WORK REQUEST> What lines of the material hold the string "expected"? Pull each of them out.

THE RECORDS>
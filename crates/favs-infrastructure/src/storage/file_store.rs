//! File-backed key-value store with atomic writes.
//!
//! Each key is one file (`<key>.json`) in a single directory. Writes go to a
//! uniquely named temporary file in the same directory, are fsynced, then
//! renamed over the target, so a reader sees either the old value or the new
//! one. Writers of one key are serialized by an exclusive lock on a sibling
//! `<key>.lock` file that is never deleted.
//!
//! Keys are percent-encoded into file names, so any key maps to a file
//! directly inside the base directory. Uppercase letters are encoded too:
//! keys differing only in case stay distinct on case-insensitive filesystems.

use favs_core::error::{FavsError, Result};
use favs_core::storage::KeyValueStore;
use std::fs::{self, File, OpenOptions};
use std::io::{ErrorKind, Write as IoWrite};
use std::path::{Path, PathBuf};

const VALUE_EXTENSION: &str = "json";

/// Key-value store persisted as one file per key.
#[derive(Debug, Clone)]
pub struct FileKeyValueStore {
    base_dir: PathBuf,
}

impl FileKeyValueStore {
    /// Creates a store rooted at `base_dir`. The directory is created on the
    /// first write.
    pub fn new(base_dir: impl Into<PathBuf>) -> Self {
        Self {
            base_dir: base_dir.into(),
        }
    }

    /// Returns the directory holding the value files.
    pub fn base_dir(&self) -> &Path {
        &self.base_dir
    }

    /// Returns the file path of `key`.
    fn value_path(&self, key: &str) -> Result<PathBuf> {
        if key.is_empty() {
            return Err(FavsError::storage("Storage key must not be empty"));
        }
        Ok(self
            .base_dir
            .join(format!("{}.{}", encode_key(key), VALUE_EXTENSION)))
    }

    fn ensure_base_dir(&self) -> Result<()> {
        if !self.base_dir.exists() {
            fs::create_dir_all(&self.base_dir).map_err(|e| {
                FavsError::io(format!(
                    "Failed to create storage directory {}: {}",
                    self.base_dir.display(),
                    e
                ))
            })?;
        }
        Ok(())
    }
}

/// Encodes every byte outside `[a-z0-9_.-]`, and a leading dot, as `%XX`.
fn encode_key(key: &str) -> String {
    let mut encoded = String::with_capacity(key.len());
    for (index, byte) in key.bytes().enumerate() {
        let plain = byte.is_ascii_lowercase()
            || byte.is_ascii_digit()
            || matches!(byte, b'_' | b'-')
            || (byte == b'.' && index > 0);
        if plain {
            encoded.push(byte as char);
        } else {
            encoded.push_str(&format!("%{:02X}", byte));
        }
    }
    encoded
}

/// Reverses [`encode_key`]. Returns `None` for names it could not have produced.
fn decode_key(name: &str) -> Option<String> {
    let bytes = name.as_bytes();
    let mut decoded = Vec::with_capacity(bytes.len());
    let mut index = 0;
    while index < bytes.len() {
        if bytes[index] == b'%' {
            let hex = name.get(index + 1..index + 3)?;
            decoded.push(u8::from_str_radix(hex, 16).ok()?);
            index += 3;
        } else {
            decoded.push(bytes[index]);
            index += 1;
        }
    }
    String::from_utf8(decoded).ok()
}

impl KeyValueStore for FileKeyValueStore {
    fn get_item(&self, key: &str) -> Result<Option<String>> {
        let path = self.value_path(key)?;
        match fs::read_to_string(&path) {
            Ok(content) => Ok(Some(content)),
            Err(e) if e.kind() == ErrorKind::NotFound => Ok(None),
            Err(e) => Err(FavsError::io(format!(
                "Failed to read {}: {}",
                path.display(),
                e
            ))),
        }
    }

    fn set_item(&self, key: &str, value: &str) -> Result<()> {
        let path = self.value_path(key)?;
        self.ensure_base_dir()?;

        let _lock = FileLock::acquire(&path)?;

        // Unique temp file in the same directory, then atomic rename
        let mut tmp_file = tempfile::Builder::new()
            .prefix(".")
            .suffix(".tmp")
            .tempfile_in(&self.base_dir)?;
        tmp_file.write_all(value.as_bytes())?;
        tmp_file.as_file().sync_all()?;

        tmp_file.persist(&path).map_err(|e| {
            FavsError::io(format!("Failed to replace {}: {}", path.display(), e.error))
        })?;

        Ok(())
    }

    fn remove_item(&self, key: &str) -> Result<()> {
        let path = self.value_path(key)?;
        match fs::remove_file(&path) {
            Ok(()) => Ok(()),
            Err(e) if e.kind() == ErrorKind::NotFound => Ok(()),
            Err(e) => Err(e.into()),
        }
    }

    fn keys(&self) -> Result<Vec<String>> {
        let entries = match fs::read_dir(&self.base_dir) {
            Ok(entries) => entries,
            Err(e) if e.kind() == ErrorKind::NotFound => return Ok(Vec::new()),
            Err(e) => return Err(e.into()),
        };

        let mut keys = Vec::new();
        for entry in entries {
            let path = entry?.path();
            if path.extension().and_then(|ext| ext.to_str()) != Some(VALUE_EXTENSION) {
                continue;
            }
            let Some(stem) = path.file_stem().and_then(|stem| stem.to_str()) else {
                continue;
            };
            if stem.starts_with('.') {
                continue;
            }
            if let Some(key) = decode_key(stem) {
                keys.push(key);
            }
        }
        keys.sort();
        Ok(keys)
    }
}

/// A file lock guard; the lock is released when the handle closes on drop.
///
/// The lock file stays on disk: removing it would let a waiter holding the
/// old inode and a newcomer creating a fresh file both acquire the lock.
struct FileLock {
    #[allow(dead_code)]
    file: File,
}

impl FileLock {
    /// Acquires an exclusive lock next to `path`.
    fn acquire(path: &Path) -> Result<Self> {
        let lock_path = path.with_extension("lock");

        let file = OpenOptions::new()
            .write(true)
            .create(true)
            .truncate(false)
            .open(&lock_path)?;

        #[cfg(unix)]
        {
            use fs2::FileExt;
            file.lock_exclusive()
                .map_err(|e| FavsError::storage(format!("Failed to acquire lock: {}", e)))?;
        }

        Ok(FileLock { file })
    }
}


#[cfg(test)]
mod tests {
    use super::*;
    use tempfile::TempDir;

    #[test]
    fn test_get_missing_key() {
        let temp_dir = TempDir::new().unwrap();
        let store = FileKeyValueStore::new(temp_dir.path().join("storage"));

        assert_eq!(store.get_item("favorites_u1").unwrap(), None);
        assert!(store.keys().unwrap().is_empty());
    }

    #[test]
    fn test_set_and_get() {
        let temp_dir = TempDir::new().unwrap();
        let store = FileKeyValueStore::new(temp_dir.path().join("storage"));

        store.set_item("favorites_u1", r#"{"sessions":[]}"#).unwrap();
        store.set_item("favorites_u1", r#"{"products":[]}"#).unwrap();

        assert_eq!(
            store.get_item("favorites_u1").unwrap(),
            Some(r#"{"products":[]}"#.to_string())
        );
        assert!(temp_dir.path().join("storage/favorites_u1.json").exists());
    }

    #[test]
    fn test_keys_skip_temp_and_lock_files() {
        let temp_dir = TempDir::new().unwrap();
        let store = FileKeyValueStore::new(temp_dir.path());

        store.set_item("favorites_b", "1").unwrap();
        store.set_item("favorites_a", "2").unwrap();
        fs::write(temp_dir.path().join(".favorites_c.json.tmp"), "x").unwrap();
        fs::write(temp_dir.path().join(".tmpA1b2C3.tmp"), "x").unwrap();
        fs::write(temp_dir.path().join("favorites_d.lock"), "").unwrap();

        assert_eq!(
            store.keys().unwrap(),
            vec!["favorites_a".to_string(), "favorites_b".to_string()]
        );
    }

    #[test]
    fn test_remove_item() {
        let temp_dir = TempDir::new().unwrap();
        let store = FileKeyValueStore::new(temp_dir.path());

        store.set_item("favorites_u1", "{}").unwrap();
        store.remove_item("favorites_u1").unwrap();
        store.remove_item("favorites_u1").unwrap();

        assert_eq!(store.get_item("favorites_u1").unwrap(), None);
    }

    #[test]
    fn test_rejects_empty_key() {
        let temp_dir = TempDir::new().unwrap();
        let store = FileKeyValueStore::new(temp_dir.path());
        assert!(store.set_item("", "x").is_err());
    }

    #[test]
    fn test_unusual_keys_stay_inside_base_dir() {
        let temp_dir = TempDir::new().unwrap();
        let base = temp_dir.path().join("storage");
        let store = FileKeyValueStore::new(&base);

        let keys = ["favorites_a@b.com", "../escape", "a/b", ".hidden", "with space"];
        for key in keys {
            store.set_item(key, key).unwrap();
            assert_eq!(store.get_item(key).unwrap(), Some(key.to_string()));
        }

        assert!(!temp_dir.path().join("escape.json").exists());
        let mut expected: Vec<String> = keys.iter().map(|k| k.to_string()).collect();
        expected.sort();
        assert_eq!(store.keys().unwrap(), expected);
    }

    #[test]
    fn test_key_encoding_round_trip() {
        assert_eq!(encode_key("favorites_u1"), "favorites_u1");
        assert_eq!(encode_key("a/b"), "a%2Fb");
        assert_eq!(encode_key(".x"), "%2Ex");
        assert_eq!(encode_key("Alice"), "%41lice");
        assert_eq!(decode_key("a%2Fb"), Some("a/b".to_string()));
        assert_eq!(decode_key("%41lice"), Some("Alice".to_string()));
        assert_eq!(decode_key("bad%2"), None);
    }

    #[test]
    fn test_keys_differing_in_case_use_distinct_files() {
        let temp_dir = TempDir::new().unwrap();
        let store = FileKeyValueStore::new(temp_dir.path());

        store.set_item("favorites_Alice", "upper").unwrap();
        store.set_item("favorites_alice", "lower").unwrap();

        assert_ne!(
            encode_key("favorites_Alice").to_lowercase(),
            encode_key("favorites_alice").to_lowercase()
        );
        assert_eq!(
            store.get_item("favorites_Alice").unwrap(),
            Some("upper".to_string())
        );
        assert_eq!(
            store.get_item("favorites_alice").unwrap(),
            Some("lower".to_string())
        );
    }

    #[test]
    fn test_lock_file_survives_write() {
        let temp_dir = TempDir::new().unwrap();
        let store = FileKeyValueStore::new(temp_dir.path());

        store.set_item("favorites_u1", "{}").unwrap();

        assert!(temp_dir.path().join("favorites_u1.lock").exists());
        assert_eq!(store.keys().unwrap(), vec!["favorites_u1".to_string()]);
    }

    #[test]
    fn test_concurrent_writers_on_one_key() {
        let temp_dir = TempDir::new().unwrap();
        let base = temp_dir.path().to_path_buf();

        let handles: Vec<_> = (0..8)
            .map(|writer| {
                let store = FileKeyValueStore::new(&base);
                std::thread::spawn(move || {
                    for round in 0..100 {
                        let value = format!("{{\"writer\":{},\"round\":{}}}", writer, round);
                        store.set_item("favorites_u1", &value)?;
                    }
                    Ok::<(), FavsError>(())
                })
            })
            .collect();

        for handle in handles {
            handle.join().unwrap().unwrap();
        }

        let store = FileKeyValueStore::new(&base);
        let raw = store.get_item("favorites_u1").unwrap().unwrap();
        let value: serde_json::Value = serde_json::from_str(&raw).unwrap();
        assert_eq!(value["round"], serde_json::json!(99));
        assert_eq!(store.keys().unwrap(), vec!["favorites_u1".to_string()]);
    }
}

EXERCISE RESULT>
        let mut expected: Vec<String> = keys.iter().map(|k| k.to_string()).collect();
        expected.sort();
        assert_eq!(store.keys().unwrap(), expected);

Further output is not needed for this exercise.